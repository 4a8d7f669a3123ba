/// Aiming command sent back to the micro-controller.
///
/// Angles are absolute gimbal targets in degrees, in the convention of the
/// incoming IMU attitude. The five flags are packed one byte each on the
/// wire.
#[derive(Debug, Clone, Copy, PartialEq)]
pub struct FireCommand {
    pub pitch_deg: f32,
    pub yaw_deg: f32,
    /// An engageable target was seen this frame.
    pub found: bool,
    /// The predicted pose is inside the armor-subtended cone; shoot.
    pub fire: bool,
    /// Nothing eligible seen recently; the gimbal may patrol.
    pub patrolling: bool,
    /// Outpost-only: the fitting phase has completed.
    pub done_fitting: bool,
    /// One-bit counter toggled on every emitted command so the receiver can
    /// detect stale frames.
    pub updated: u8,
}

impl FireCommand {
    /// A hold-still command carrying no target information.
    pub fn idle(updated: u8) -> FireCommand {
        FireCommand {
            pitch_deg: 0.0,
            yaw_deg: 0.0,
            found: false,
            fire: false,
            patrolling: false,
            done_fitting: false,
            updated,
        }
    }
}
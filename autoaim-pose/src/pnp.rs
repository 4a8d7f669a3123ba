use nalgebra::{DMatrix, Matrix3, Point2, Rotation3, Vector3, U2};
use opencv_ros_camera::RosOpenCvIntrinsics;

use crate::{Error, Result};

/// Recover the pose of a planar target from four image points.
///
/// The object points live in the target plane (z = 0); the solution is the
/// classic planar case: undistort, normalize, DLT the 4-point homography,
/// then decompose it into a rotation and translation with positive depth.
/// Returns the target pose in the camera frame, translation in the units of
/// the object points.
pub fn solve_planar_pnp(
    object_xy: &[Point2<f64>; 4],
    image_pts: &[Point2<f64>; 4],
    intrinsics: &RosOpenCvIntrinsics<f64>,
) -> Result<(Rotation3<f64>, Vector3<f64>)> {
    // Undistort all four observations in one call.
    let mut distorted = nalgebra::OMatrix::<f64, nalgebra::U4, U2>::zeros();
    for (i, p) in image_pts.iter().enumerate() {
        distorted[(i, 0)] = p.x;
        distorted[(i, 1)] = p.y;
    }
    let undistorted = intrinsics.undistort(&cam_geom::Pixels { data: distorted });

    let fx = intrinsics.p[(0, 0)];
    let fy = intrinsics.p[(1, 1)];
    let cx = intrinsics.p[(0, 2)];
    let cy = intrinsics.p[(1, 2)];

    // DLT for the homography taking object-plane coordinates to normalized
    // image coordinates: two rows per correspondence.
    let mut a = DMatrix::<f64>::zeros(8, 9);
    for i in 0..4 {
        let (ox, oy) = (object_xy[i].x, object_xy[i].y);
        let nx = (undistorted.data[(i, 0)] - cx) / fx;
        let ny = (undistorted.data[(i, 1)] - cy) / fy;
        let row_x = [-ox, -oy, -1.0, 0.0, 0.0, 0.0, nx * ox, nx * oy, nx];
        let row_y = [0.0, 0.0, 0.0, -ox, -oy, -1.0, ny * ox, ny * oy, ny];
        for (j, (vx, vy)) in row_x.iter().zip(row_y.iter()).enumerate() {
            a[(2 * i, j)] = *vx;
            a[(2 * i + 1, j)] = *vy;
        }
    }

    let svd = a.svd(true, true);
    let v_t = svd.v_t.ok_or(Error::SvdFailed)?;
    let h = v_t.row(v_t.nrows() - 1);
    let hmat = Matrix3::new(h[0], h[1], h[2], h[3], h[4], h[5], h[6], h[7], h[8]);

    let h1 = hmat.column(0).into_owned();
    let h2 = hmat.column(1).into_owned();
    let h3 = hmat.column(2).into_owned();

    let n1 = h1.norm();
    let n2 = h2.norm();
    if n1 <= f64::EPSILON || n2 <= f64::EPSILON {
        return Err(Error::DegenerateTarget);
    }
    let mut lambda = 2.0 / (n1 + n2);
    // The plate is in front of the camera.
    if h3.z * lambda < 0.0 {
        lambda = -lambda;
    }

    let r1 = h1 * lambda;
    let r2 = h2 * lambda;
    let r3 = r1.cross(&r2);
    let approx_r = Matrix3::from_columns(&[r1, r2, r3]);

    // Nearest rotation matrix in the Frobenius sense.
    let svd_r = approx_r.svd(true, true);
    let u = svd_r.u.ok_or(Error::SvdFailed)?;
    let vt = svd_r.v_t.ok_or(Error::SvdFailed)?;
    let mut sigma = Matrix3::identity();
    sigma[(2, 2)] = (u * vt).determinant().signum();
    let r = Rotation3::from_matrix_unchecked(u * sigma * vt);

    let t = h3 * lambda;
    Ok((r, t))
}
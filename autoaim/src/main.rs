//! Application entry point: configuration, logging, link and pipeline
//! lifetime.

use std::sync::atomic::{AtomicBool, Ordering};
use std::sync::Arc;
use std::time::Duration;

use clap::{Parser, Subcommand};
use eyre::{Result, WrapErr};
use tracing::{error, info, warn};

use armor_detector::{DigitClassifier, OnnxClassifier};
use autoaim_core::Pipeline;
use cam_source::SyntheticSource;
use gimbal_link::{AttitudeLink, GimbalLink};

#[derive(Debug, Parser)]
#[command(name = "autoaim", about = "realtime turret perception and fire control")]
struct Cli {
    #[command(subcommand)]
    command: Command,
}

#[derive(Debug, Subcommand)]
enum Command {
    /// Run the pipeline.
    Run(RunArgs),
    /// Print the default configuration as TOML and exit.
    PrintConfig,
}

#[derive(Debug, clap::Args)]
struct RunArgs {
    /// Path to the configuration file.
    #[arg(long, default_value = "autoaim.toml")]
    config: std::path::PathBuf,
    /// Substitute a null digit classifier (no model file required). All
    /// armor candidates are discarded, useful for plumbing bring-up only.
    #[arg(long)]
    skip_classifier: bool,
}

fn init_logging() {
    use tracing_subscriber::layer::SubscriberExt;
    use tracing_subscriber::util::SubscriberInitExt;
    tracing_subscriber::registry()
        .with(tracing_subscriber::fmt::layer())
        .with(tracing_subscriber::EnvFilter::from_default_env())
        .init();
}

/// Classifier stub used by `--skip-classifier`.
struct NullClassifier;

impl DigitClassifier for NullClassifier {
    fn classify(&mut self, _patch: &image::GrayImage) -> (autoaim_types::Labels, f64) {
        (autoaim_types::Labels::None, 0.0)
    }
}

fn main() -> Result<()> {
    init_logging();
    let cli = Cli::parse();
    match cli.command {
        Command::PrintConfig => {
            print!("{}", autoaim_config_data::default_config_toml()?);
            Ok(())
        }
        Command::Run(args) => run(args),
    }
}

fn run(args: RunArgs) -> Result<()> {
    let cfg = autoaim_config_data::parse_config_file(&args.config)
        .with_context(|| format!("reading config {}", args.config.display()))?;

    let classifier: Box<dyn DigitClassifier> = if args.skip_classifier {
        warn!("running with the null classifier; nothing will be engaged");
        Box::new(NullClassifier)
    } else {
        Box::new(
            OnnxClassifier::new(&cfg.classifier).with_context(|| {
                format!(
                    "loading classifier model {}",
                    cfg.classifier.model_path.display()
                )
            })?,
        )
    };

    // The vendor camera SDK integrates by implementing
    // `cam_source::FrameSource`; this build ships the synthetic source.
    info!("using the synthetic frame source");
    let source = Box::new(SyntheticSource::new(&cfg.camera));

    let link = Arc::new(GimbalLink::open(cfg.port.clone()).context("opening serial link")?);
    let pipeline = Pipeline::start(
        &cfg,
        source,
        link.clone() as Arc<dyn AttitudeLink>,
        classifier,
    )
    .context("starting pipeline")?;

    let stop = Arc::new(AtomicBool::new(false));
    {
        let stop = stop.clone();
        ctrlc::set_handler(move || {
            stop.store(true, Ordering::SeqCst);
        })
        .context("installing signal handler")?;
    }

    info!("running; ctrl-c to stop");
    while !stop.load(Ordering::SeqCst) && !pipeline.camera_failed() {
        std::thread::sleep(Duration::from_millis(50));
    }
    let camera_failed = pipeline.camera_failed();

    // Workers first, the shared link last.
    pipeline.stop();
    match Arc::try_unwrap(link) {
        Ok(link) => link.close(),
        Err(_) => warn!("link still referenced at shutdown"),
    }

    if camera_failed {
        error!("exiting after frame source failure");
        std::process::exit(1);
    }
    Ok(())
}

▸ **Instructions to follow**
From the records above, copy out the line with "rows per correspondence.", the line with "let svd = a.svd(true, true);", and every line between them, word for word.

▸ **Answer space**
    // image coordinates: two rows per correspondence.
    let mut a = DMatrix::<f64>::zeros(8, 9);
    for i in 0..4 {
        let (ox, oy) = (object_xy[i].x, object_xy[i].y);
        let nx = (undistorted.data[(i, 0)] - cx) / fx;
        let ny = (undistorted.data[(i, 1)] - cy) / fy;
        let row_x = [-ox, -oy, -1.0, 0.0, 0.0, 0.0, nx * ox, nx * oy, nx];
        let row_y = [0.0, 0.0, 0.0, -ox, -oy, -1.0, ny * ox, ny * oy, ny];
        for (j, (vx, vy)) in row_x.iter().zip(row_y.iter()).enumerate() {
            a[(2 * i, j)] = *vx;
            a[(2 * i + 1, j)] = *vy;
        }
    }

    let svd = a.svd(true, true);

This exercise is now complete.